The Economic Impact of Building Market and Workforce Homes in Colorado

A recent study by the Housing Policy Department of the National Association of Home Builders (NAHB) looked at the economic impact of building subsidized and market-rate housing in for-sale and rental single-family and multifamily developments in Colorado.  The study analyzes data from the largest metropolitan, rural and resort areas in Colorado, covering approximately half of all housing construction statewide.

The data in the study indicates that in year-one, the economic impacts of building single and multifamily subsidized and market rate homes in Colorado provides $1.83 billion in income for Colorado residents, $515 million in taxes and other state and local revenue, and 26,500 jobs in Colorado.  The estimated annually recurring impact beyond the first year is over $335 million in income, $96 million in taxes, and 4,968 jobs.

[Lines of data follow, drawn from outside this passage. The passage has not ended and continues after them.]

//! 메트릭 상수 및 설명 등록
//!
//! 모든 메트릭의 이름과 설명을 중앙에서 정의합니다.
//! 각 크레이트는 이 상수를 사용하여 `metrics::counter!()` 매크로를 호출합니다.
//! exporter는 설치하지 않으며, 라이브러리 사용자가 필요 시 설치합니다.
//!
//! # 네이밍 컨벤션
//!
//! - 접두어: `chisel_sbom_`
//! - 접미어: `_total` (counter)
//!
//! # 사용 예시
//!
//! ```ignore
//! use metrics::counter;
//!
//! counter!(chisel_sbom_core::metrics::DOCUMENTS_BUILT_TOTAL).increment(1);
//! ```

// ─── 레이블 키 상수 ────────────────────────────────────────────────

/// 파일 분류 레이블 키 (regular, modified, symlink, hardlink)
pub const LABEL_FILE_KIND: &str = "kind";

/// 실패 사유 레이블 키 (invalid_file_type, modified_link)
pub const LABEL_REASON: &str = "reason";

// ─── Document Builder 메트릭 ───────────────────────────────────────

/// 생성 완료된 SBOM 문서 수 (counter)
pub const DOCUMENTS_BUILT_TOTAL: &str = "chisel_sbom_documents_built_total";

/// 실패한 문서 생성 수 (counter, label: reason)
pub const BUILD_FAILURES_TOTAL: &str = "chisel_sbom_build_failures_total";

/// 분류된 파일 수 (counter, label: kind)
pub const FILES_TOTAL: &str = "chisel_sbom_files_total";

/// 생성된 관계(relationship) 수 (counter)
pub const RELATIONSHIPS_TOTAL: &str = "chisel_sbom_relationships_total";

// ─── Manifest 메트릭 ───────────────────────────────────────────────

/// 해석된 manifest 레코드 수 (counter)
pub const MANIFEST_RECORDS_TOTAL: &str = "chisel_sbom_manifest_records_total";

/// 모든 메트릭의 설명을 등록합니다.
///
/// recorder 설치 직후 한 번 호출합니다. recorder가 없으면 아무 일도 하지 않습니다.
pub fn describe_all() {
    use metrics::describe_counter;

    describe_counter!(
        DOCUMENTS_BUILT_TOTAL,
        "Total number of SBOM documents built successfully"
    );
    describe_counter!(
        BUILD_FAILURES_TOTAL,
        "Total number of document builds rejected due to contradictory path entries"
    );
    describe_counter!(FILES_TOTAL, "Total number of file nodes emitted, by kind");
    describe_counter!(
        RELATIONSHIPS_TOTAL,
        "Total number of relationships emitted"
    );
    describe_counter!(
        MANIFEST_RECORDS_TOTAL,
        "Total number of manifest records decoded"
    );
}

#[cfg(test)]
mod tests {
    use super::*;

    #[test]
    fn metric_names_share_prefix() {
        for name in [
            DOCUMENTS_BUILT_TOTAL,
            BUILD_FAILURES_TOTAL,
            FILES_TOTAL,
            RELATIONSHIPS_TOTAL,
            MANIFEST_RECORDS_TOTAL,
        ] {
            assert!(name.starts_with("chisel_sbom_"), "{name}");
            assert!(name.ends_with("_total"), "{name}");
        }
    }

    #[test]
    fn describe_all_without_recorder_is_noop() {
        describe_all();
    }
}
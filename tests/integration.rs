#![cfg(test)]

use std::sync::Arc;

use async_trait::async_trait;
use mockall::mock;
use trigger_bot::{
    base::{
        config::{Config, ConfigInner},
        types::{InboundMessage, OutcomeKind, Res, ResponseStats, Trigger, TriggerKind, Void},
    },
    engine::store::LoadOutcome,
    interaction::message::{IgnoreReason, PipelineOutcome, handle_message_internal},
    runtime::Runtime,
    service::{
        chat::{ChatClient, GenericChatClient},
        db::{DbClient, GenericTriggerDb},
    },
};

// Mocks.

// Mock chat client for testing.

mock! {
    pub Chat {}

    #[async_trait]
    impl GenericChatClient for Chat {
        async fn start(&self, runtime: Runtime) -> Void;
        async fn send_direct_message(&self, user_id: &str, text: &str) -> Void;
        async fn send_private_thread_message(&self, channel_id: &str, message_id: &str, user_id: &str, thread_name: &str, text: &str) -> Void;
        async fn send_public_reply(&self, channel_id: &str, message_id: &str, text: &str) -> Void;
    }
}

// Mock trigger persistence for testing.

mock! {
    pub TriggerDb {}

    #[async_trait]
    impl GenericTriggerDb for TriggerDb {
        async fn load_triggers(&self) -> Res<Option<Vec<Trigger>>>;
        async fn save_triggers(&self, triggers: &[Trigger]) -> Void;
    }
}

/// A chat client whose DMs always go through, expecting exactly `dms` of them.
fn get_mock_chat(dms: usize) -> MockChat {
    let mut mock = MockChat::new();

    mock.expect_send_direct_message().times(dms).returning(|_, _| Ok(()));
    mock.expect_send_private_thread_message().never();
    mock.expect_send_public_reply().never();

    mock
}

fn test_config(ignored_channels: Vec<String>) -> Config {
    Config::from(ConfigInner {
        slack_app_token: "xapp-test".to_string(),
        slack_bot_token: "xoxb-test".to_string(),
        ignored_channels,
        response_delay_min_ms: 0,
        response_delay_max_ms: 0,
        ..Default::default()
    })
}

/// Helper function to setup the test environment.
async fn setup_test_environment(chat: MockChat, ignored_channels: Vec<String>) -> Runtime {
    let config = test_config(ignored_channels);

    // Initialize the database (using in-memory for tests).
    let db = DbClient::surreal_memory().await.expect("Failed to create DB client");

    // We create a mocked version of the chat client.
    let chat = ChatClient::new(Arc::new(chat));

    let runtime = Runtime::with_clients(config, db, chat).await;

    runtime.triggers.add(Trigger::new("greet", "hello", TriggerKind::Exact, "Welcome aboard!")).await.expect("Failed to add trigger");
    runtime.triggers.add(Trigger::new("help", "^help", TriggerKind::Regex, "See the docs.")).await.expect("Failed to add trigger");

    runtime
}

fn message(author_id: &str, channel_id: &str, text: &str) -> InboundMessage {
    InboundMessage {
        author_id: author_id.to_string(),
        author_name: "alice".to_string(),
        author_is_bot: false,
        channel_id: channel_id.to_string(),
        message_id: "1700000000.000100".to_string(),
        text: text.to_string(),
    }
}

#[tokio::test]
async fn test_matching_message_dispatches_once_per_window() {
    let runtime = setup_test_environment(get_mock_chat(1), vec![]).await;

    let outcome = handle_message_internal(&message("U1", "C1", "Hello"), &runtime).await;

    let PipelineOutcome::Dispatched { trigger_id, report } = outcome else {
        panic!("Expected a dispatch, got {outcome:?}");
    };
    assert_eq!(trigger_id, "greet");
    assert_eq!(report.outcome, OutcomeKind::DmSent);

    let records = runtime.cooldowns.list_all();
    assert_eq!(records.len(), 1);
    assert_eq!(records[0].user_id, "U1");
    assert_eq!(records[0].trigger_id, "greet");

    // Same message again, inside the window: silently dropped.
    let outcome = handle_message_internal(&message("U1", "C1", "hello"), &runtime).await;
    assert_eq!(outcome, PipelineOutcome::OnCooldown { trigger_id: "greet".to_string() });

    assert_eq!(runtime.cooldowns.list_all().len(), 1);
    assert_eq!(runtime.dispatcher.stats(), ResponseStats { dms_sent: 1, ..Default::default() });
}

#[tokio::test]
async fn test_cooldown_is_per_user_and_per_trigger() {
    let runtime = setup_test_environment(get_mock_chat(3), vec![]).await;

    assert!(matches!(handle_message_internal(&message("U1", "C1", "hello"), &runtime).await, PipelineOutcome::Dispatched { .. }));
    assert!(matches!(handle_message_internal(&message("U2", "C1", "hello"), &runtime).await, PipelineOutcome::Dispatched { .. }));
    assert!(matches!(handle_message_internal(&message("U1", "C1", "help me"), &runtime).await, PipelineOutcome::Dispatched { .. }));

    assert_eq!(runtime.cooldowns.list_all().len(), 3);
}

#[tokio::test]
async fn test_reset_cooldown_allows_another_dispatch() {
    let runtime = setup_test_environment(get_mock_chat(2), vec![]).await;

    handle_message_internal(&message("U1", "C1", "hello"), &runtime).await;
    assert!(runtime.cooldowns.reset_cooldown("U1", "greet"));

    let outcome = handle_message_internal(&message("U1", "C1", "hello"), &runtime).await;
    assert!(matches!(outcome, PipelineOutcome::Dispatched { .. }));
    assert_eq!(runtime.stats().responses.dms_sent, 2);
}

#[tokio::test]
async fn test_bots_and_ignored_channels_are_skipped() {
    let runtime = setup_test_environment(get_mock_chat(0), vec!["CQUIET".to_string()]).await;

    let mut from_bot = message("B1", "C1", "hello");
    from_bot.author_is_bot = true;

    assert_eq!(handle_message_internal(&from_bot, &runtime).await, PipelineOutcome::Ignored(IgnoreReason::BotAuthor));
    assert_eq!(
        handle_message_internal(&message("U1", "CQUIET", "hello"), &runtime).await,
        PipelineOutcome::Ignored(IgnoreReason::IgnoredChannel)
    );

    assert!(runtime.cooldowns.list_all().is_empty());
}

#[tokio::test]
async fn test_non_matching_message_does_nothing() {
    let runtime = setup_test_environment(get_mock_chat(0), vec![]).await;

    let outcome = handle_message_internal(&message("U1", "C1", "hello there"), &runtime).await;

    assert_eq!(outcome, PipelineOutcome::NoMatch);
    assert!(runtime.cooldowns.list_all().is_empty());
    assert_eq!(runtime.dispatcher.stats().total(), 0);
}

#[tokio::test]
async fn test_full_fallback_through_the_pipeline() {
    let mut chat = MockChat::new();
    chat.expect_send_direct_message().times(1).returning(|_, _| Err(anyhow::anyhow!("cannot_dm_user")));
    chat.expect_send_private_thread_message().times(1).returning(|_, _, _, _, _| Err(anyhow::anyhow!("not_in_channel")));
    chat.expect_send_public_reply().times(1).returning(|_, _, _| Ok(()));

    let runtime = setup_test_environment(chat, vec![]).await;

    let outcome = handle_message_internal(&message("U1", "C1", "help please"), &runtime).await;

    let PipelineOutcome::Dispatched { report, .. } = outcome else {
        panic!("Expected a dispatch, got {outcome:?}");
    };
    assert_eq!(report.outcome, OutcomeKind::PublicReply);
    assert_eq!(report.errors.len(), 2);

    // The cooldown holds even though only the notice went out.
    assert!(runtime.cooldowns.is_on_cooldown("U1", "help"));
}

#[tokio::test]
async fn test_triggers_survive_a_restart() {
    let dir = tempfile::tempdir().unwrap();
    let path = dir.path().join("triggers.json");

    let first = Runtime::with_clients(test_config(vec![]), DbClient::json_file(&path), ChatClient::new(Arc::new(get_mock_chat(0)))).await;
    assert!(matches!(first.triggers.load_outcome(), LoadOutcome::Missing));

    first.triggers.add(Trigger::new("greet", "hello", TriggerKind::Exact, "Hi!")).await.unwrap();
    first.triggers.add(Trigger::new("fuzzy", "need help", TriggerKind::Fuzzy, "On it.")).await.unwrap();
    first.triggers.remove("greet").await.unwrap();

    let second = Runtime::with_clients(test_config(vec![]), DbClient::json_file(&path), ChatClient::new(Arc::new(get_mock_chat(0)))).await;

    assert!(matches!(second.triggers.load_outcome(), LoadOutcome::Loaded(1)));
    assert_eq!(second.triggers.list(), vec![Trigger::new("fuzzy", "need help", TriggerKind::Fuzzy, "On it.")]);
    assert_eq!(second.triggers.find_match("I really needed some helper").unwrap().id, "fuzzy");
    assert_eq!(second.stats().total_triggers, 1);
}

#[tokio::test]
async fn test_malformed_document_starts_empty() {
    let dir = tempfile::tempdir().unwrap();
    let path = dir.path().join("triggers.json");
    std::fs::write(&path, r#"{ "triggers": "#).unwrap();

    let runtime = Runtime::with_clients(test_config(vec![]), DbClient::json_file(&path), ChatClient::new(Arc::new(get_mock_chat(0)))).await;

    assert!(runtime.triggers.is_empty());
    assert!(matches!(runtime.triggers.load_outcome(), LoadOutcome::Failed(_)));

    // The broken document is left alone until something is written.
    assert_eq!(std::fs::read_to_string(&path).unwrap(), r#"{ "triggers": "#);
}

#[tokio::test]
async fn test_save_failure_keeps_store_and_backend_in_step() {
    let mut db = MockTriggerDb::new();
    db.expect_load_triggers().times(1).returning(|| Ok(None));
    db.expect_save_triggers().times(1).returning(|_| Err(anyhow::anyhow!("read-only filesystem")));

    let runtime = Runtime::with_clients(test_config(vec![]), DbClient::new(Arc::new(db)), ChatClient::new(Arc::new(get_mock_chat(0)))).await;

    let result = runtime.triggers.add(Trigger::new("greet", "hello", TriggerKind::Exact, "Hi!")).await;

    assert!(result.is_err());
    assert!(runtime.triggers.is_empty());
    assert_eq!(handle_message_internal(&message("U1", "C1", "hello"), &runtime).await, PipelineOutcome::NoMatch);
}
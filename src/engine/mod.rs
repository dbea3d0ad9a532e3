//! Trigger matching and response delivery.
//!
//! - [`store`]: the trigger set, its persistence, and first-match evaluation.
//! - [`matcher`]: the exact, regex, and fuzzy strategies.
//! - [`cooldown`]: per-user, per-trigger rate limiting.
//! - [`dispatch`]: the DM → private thread → public notice fallback chain and its statistics.

pub mod cooldown;
pub mod dispatch;
pub mod matcher;
pub mod store;
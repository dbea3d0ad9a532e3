//! Per-user, per-trigger cooldowns.

use std::{collections::HashMap, sync::Arc};

use chrono::{DateTime, TimeDelta, Utc};
use parking_lot::RwLock;
use serde::Serialize;

/// Source of wall-clock time.
pub trait Clock: Send + Sync + 'static {
    fn now(&self) -> DateTime<Utc>;
}

/// The system wall clock.
#[derive(Debug, Clone, Copy, Default)]
pub struct SystemClock;

impl Clock for SystemClock {
    fn now(&self) -> DateTime<Utc> {
        Utc::now()
    }
}

/// One `(user, trigger)` pair and when it last fired.
#[derive(Debug, Clone, PartialEq, Eq, Serialize)]
#[serde(rename_all = "camelCase")]
pub struct CooldownRecord {
    pub user_id: String,
    pub trigger_id: String,
    pub timestamp: DateTime<Utc>,
}

type Key = (String, String);

/// Remembers when each user last set off each trigger.
///
/// Records are never expired eagerly; whether a pair is still cooling down is computed from the
/// elapsed time on every check.
pub struct CooldownTracker {
    window: TimeDelta,
    clock: Arc<dyn Clock>,
    entries: RwLock<HashMap<Key, DateTime<Utc>>>,
}

impl CooldownTracker {
    pub fn new(window: TimeDelta) -> Self {
        Self::with_clock(window, Arc::new(SystemClock))
    }

    pub fn with_clock(window: TimeDelta, clock: Arc<dyn Clock>) -> Self {
        Self {
            window,
            clock,
            entries: RwLock::new(HashMap::new()),
        }
    }

    fn key(user_id: &str, trigger_id: &str) -> Key {
        (user_id.to_string(), trigger_id.to_string())
    }

    /// Whether the pair fired less than one window ago.
    pub fn is_on_cooldown(&self, user_id: &str, trigger_id: &str) -> bool {
        let entries = self.entries.read();

        match entries.get(&Self::key(user_id, trigger_id)) {
            Some(last) => self.clock.now() - *last < self.window,
            None => false,
        }
    }

    /// Records that the pair fired now.
    pub fn set_cooldown(&self, user_id: &str, trigger_id: &str) {
        let now = self.clock.now();
        self.entries.write().insert(Self::key(user_id, trigger_id), now);
    }

    /// Records that the pair fired now, unless it is still cooling down.
    ///
    /// The check and the write happen under one lock, so two messages handled at the same time
    /// cannot both get through.
    pub fn try_set_cooldown(&self, user_id: &str, trigger_id: &str) -> bool {
        let now = self.clock.now();
        let mut entries = self.entries.write();
        let key = Self::key(user_id, trigger_id);

        if entries.get(&key).is_some_and(|last| now - *last < self.window) {
            return false;
        }

        entries.insert(key, now);
        true
    }

    /// Forgets the pair. Returns `false` when nothing was recorded.
    pub fn reset_cooldown(&self, user_id: &str, trigger_id: &str) -> bool {
        self.entries.write().remove(&Self::key(user_id, trigger_id)).is_some()
    }

    /// Every recorded pair, expired or not.
    pub fn list_all(&self) -> Vec<CooldownRecord> {
        self.entries
            .read()
            .iter()
            .map(|((user_id, trigger_id), timestamp)| CooldownRecord {
                user_id: user_id.clone(),
                trigger_id: trigger_id.clone(),
                timestamp: *timestamp,
            })
            .collect()
    }

    /// Drops records whose window has passed. Returns how many were dropped.
    pub fn prune_expired(&self) -> usize {
        let now = self.clock.now();
        let mut entries = self.entries.write();
        let before = entries.len();

        entries.retain(|_, last| now - *last < self.window);

        before - entries.len()
    }
}

// Tests.
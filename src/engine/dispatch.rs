//! Response delivery.
//!
//! A response goes out through the first step of the fallback chain that works:
//! 1. a direct message,
//! 2. a private thread in the originating channel,
//! 3. a public notice in the originating channel asking the user to open their DMs.
//!
//! The public notice never carries the response itself.

use parking_lot::Mutex;
use thiserror::Error;
use tracing::{info, instrument, warn};

use crate::{
    base::types::{InboundMessage, OutcomeKind, ResponseStats, Trigger},
    service::chat::ChatClient,
};

/// Posted publicly when neither private route works.
pub const PUBLIC_FALLBACK_NOTICE: &str =
    "I tried to send you a DM with helpful information, but it seems your DMs are closed. Please enable DMs from server members to receive help.";

/// A step of the fallback chain that did not go through.
#[derive(Debug, Clone, PartialEq, Eq, Error)]
pub enum DeliveryError {
    #[error("direct message failed: {0}")]
    DirectMessage(String),
    #[error("private thread failed: {0}")]
    PrivateThread(String),
    #[error("public reply failed: {0}")]
    PublicReply(String),
}

/// What happened to one dispatch.
#[derive(Debug, Clone, PartialEq, Eq)]
pub struct DeliveryReport {
    pub outcome: OutcomeKind,
    /// The failed steps, in the order they were tried.
    pub errors: Vec<DeliveryError>,
}

/// Delivers trigger responses and counts how each delivery ended.
pub struct ResponseDispatcher {
    chat: ChatClient,
    stats: Mutex<ResponseStats>,
}

impl ResponseDispatcher {
    pub fn new(chat: ChatClient) -> Self {
        Self {
            chat,
            stats: Mutex::new(ResponseStats::default()),
        }
    }

    /// A copy of the running totals.
    pub fn stats(&self) -> ResponseStats {
        *self.stats.lock()
    }

    /// Sends the trigger's response for the message, falling back as needed.
    ///
    /// Never fails: every step's error is caught and recorded in the report, and exactly one
    /// counter is incremented.
    #[instrument(skip_all, fields(trigger = %trigger.id, user = %message.author_id))]
    pub async fn deliver(&self, message: &InboundMessage, trigger: &Trigger) -> DeliveryReport {
        let mut errors = Vec::new();

        let outcome = 'chain: {
            match self.chat.send_direct_message(&message.author_id, &trigger.response).await {
                Ok(()) => break 'chain OutcomeKind::DmSent,
                Err(e) => {
                    warn!("Failed to send DM: {:#}", e);
                    errors.push(DeliveryError::DirectMessage(format!("{e:#}")));
                }
            }

            let thread_name = format!("Help for {}", display_name(message));

            match self
                .chat
                .send_private_thread_message(&message.channel_id, &message.message_id, &message.author_id, &thread_name, &trigger.response)
                .await
            {
                Ok(()) => break 'chain OutcomeKind::ThreadFallback,
                Err(e) => {
                    warn!("Failed to create thread: {:#}", e);
                    errors.push(DeliveryError::PrivateThread(format!("{e:#}")));
                }
            }

            match self.chat.send_public_reply(&message.channel_id, &message.message_id, PUBLIC_FALLBACK_NOTICE).await {
                Ok(()) => OutcomeKind::PublicReply,
                Err(e) => {
                    warn!("Failed to send public reply: {:#}", e);
                    errors.push(DeliveryError::PublicReply(format!("{e:#}")));
                    OutcomeKind::Failure
                }
            }
        };

        self.stats.lock().record(outcome);

        info!("Delivery finished with {:?}.", outcome);

        DeliveryReport { outcome, errors }
    }
}

fn display_name(message: &InboundMessage) -> &str {
    if message.author_name.is_empty() { &message.author_id } else { &message.author_name }
}

// Tests.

The study concludes that home building – whether subsidized or market rate– generates substantial local economic activity, including new income and jobs for residents, and additional revenue for local governments.

Subsidized Home Building Impact:

According to the NAHB study, the one‐year estimated economic impacts of building and rehabbing 809 subsidized homes in the Denver MSA[1] include:

  • Over $89.6 million in local income
  • Over $9.2 million in taxes and other revenue for local governments
  • Over 1,078 local jobs

The additional, annually recurring impacts of building and rehabbing 809 subsidized homes in the Denver MSA include:

  • Over $16.4 million in local income
  • Over $2.3 million in taxes and other revenue for local governments
  • Over 180 local jobs

According to the study, the one-year estimated economic impacts of building and rehabbing 1,374 subsidized homes in the State of Colorado include:

  • Over $151.8 million in income for Colorado residents
  • Over $27.3 million in taxes and other revenue for the state and local governments
  • Over 2,179 jobs in Colorado

The additional, annually recurring impacts of building and rehabbing 1,374 subsidized homes in the State of Colorado include:

  • Over $33.3 million in income for Colorado residents
  • Over $7.9 million in taxes and other revenue for the state and local governments
  • Over 439 jobs in Colorado

Market Rate Home Building Impact:

According to the NAHB study, the one‐year estimated economic impacts of building and rehabbing 3,448 single-family and 2,050 multifamily market rate homes in the Denver MSA[2] in 2011 include:

  • Over $1.2 billion in local income
  • Over $246 million in taxes and other revenue for local governments
  • Over 14,000 local jobs

The additional, annually recurring impacts of building and rehabbing 3,448 single family and 2,050 multifamily market rate homes in the Denver MSA in 2011 include:

  • Over $193 million in local income
  • Over $37 million in taxes and other revenue for local governments
  • Over 2,400 local jobs

According to the study, the one-year estimated economic impacts of building and rehabbing 6,039 single-family and 2,370 multifamily market rate homes in the State of Colorado in 2011 include:

  • Over $1.7 billion in income for Colorado residents
  • Over $492 million in taxes and other revenue for the state and local governments
  • Over 24,700 jobs in Colorado

The additional, annually recurring impacts of building and rehabbing 6,039 single-family and 2,370 multifamily market rate homes in the State of Colorado in 2011 include:

  • Over $308 million in income for Colorado residents
  • Over $88 million in taxes and other revenue for the state and local governments
  • Over 4,500 jobs in Colorado

One-year impacts represent income and jobs for residents and taxes and other sources of government revenue, including permit fees.  These impacts also include both the direct and indirect impact of the construction activity itself, and the impact of local residents who earn money from the construction activity, spending part of it within the local area.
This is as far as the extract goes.